(Records excerpted from a collection)
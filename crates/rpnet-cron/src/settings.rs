use std::time::Duration;

use rpnet_nats::NatsConfig;
use rpnet_std::env::ReadEnv;
use rpnet_sync::ElectionConfig;
use tracing::warn;

use crate::kv::LEADER_KEY;

const ENV_NODE_NAME: &str = "CRON_NODE_NAME";
const ENV_LEADER_TTL: &str = "CRON_LEADER_TTL_SEC";
const ENV_LEADER_HEARTBEAT: &str = "CRON_LEADER_HEARTBEAT_SEC";
const ENV_MAX_LOCK_AGE: &str = "CRON_MAX_LOCK_AGE_SEC";

const DEFAULT_LEADER_TTL: Duration = Duration::from_secs(15);
const DEFAULT_LEADER_HEARTBEAT: Duration = Duration::from_secs(5);
const DEFAULT_MAX_LOCK_AGE: Duration = Duration::from_secs(30);

/// Runtime settings for a cron node, read from the environment.
#[derive(Debug, Clone)]
pub struct CronSettings {
    pub nats: NatsConfig,
    /// Reported in completion events. A random UUID when unset.
    pub node_name: String,
    pub leader_ttl: Duration,
    pub leader_heartbeat: Duration,
    pub max_lock_age: Duration,
}

impl CronSettings {
    /// Unparseable or zero durations fall back to their defaults with a
    /// warning; a heartbeat that is not shorter than the ttl is cut to a
    /// third of it.
    pub fn from_env<E: ReadEnv>(env: &E) -> Self {
        let node_name = env
            .var(ENV_NODE_NAME)
            .ok()
            .map(|name| name.trim().to_string())
            .filter(|name| !name.is_empty())
            .unwrap_or_else(|| uuid::Uuid::new_v4().to_string());

        let leader_ttl = seconds(env, ENV_LEADER_TTL, DEFAULT_LEADER_TTL);
        let mut leader_heartbeat = seconds(env, ENV_LEADER_HEARTBEAT, DEFAULT_LEADER_HEARTBEAT);
        if leader_heartbeat >= leader_ttl {
            let adjusted = leader_ttl / 3;
            warn!(
                heartbeat_secs = leader_heartbeat.as_secs(),
                ttl_secs = leader_ttl.as_secs(),
                adjusted_ms = adjusted.as_millis() as u64,
                "Leader heartbeat must be shorter than the ttl, adjusting"
            );
            leader_heartbeat = adjusted;
        }

        Self {
            nats: NatsConfig::from_env(env),
            node_name,
            leader_ttl,
            leader_heartbeat,
            max_lock_age: seconds(env, ENV_MAX_LOCK_AGE, DEFAULT_MAX_LOCK_AGE),
        }
    }

    /// Election for the single scheduler.
    pub fn election(&self) -> ElectionConfig {
        ElectionConfig::new(LEADER_KEY, self.leader_ttl, self.leader_heartbeat)
    }
}

fn seconds<E: ReadEnv>(env: &E, key: &str, default: Duration) -> Duration {
    match env.parsed::<u64>(key) {
        None => default,
        Some(Ok(0)) => {
            warn!(var = key, default_secs = default.as_secs(), "Zero is not allowed, using default");
            default
        }
        Some(Ok(secs)) => Duration::from_secs(secs),
        Some(Err(raw)) => {
            warn!(var = key, value = %raw, default_secs = default.as_secs(), "Invalid value, using default");
            default
        }
    }
}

Your task: Reproduce each line from the records that contains the word "seconds".

Written reply:
        let leader_ttl = seconds(env, ENV_LEADER_TTL, DEFAULT_LEADER_TTL);
        let mut leader_heartbeat = seconds(env, ENV_LEADER_HEARTBEAT, DEFAULT_LEADER_HEARTBEAT);
            max_lock_age: seconds(env, ENV_MAX_LOCK_AGE, DEFAULT_MAX_LOCK_AGE),
fn seconds<E: ReadEnv>(env: &E, key: &str, default: Duration) -> Duration {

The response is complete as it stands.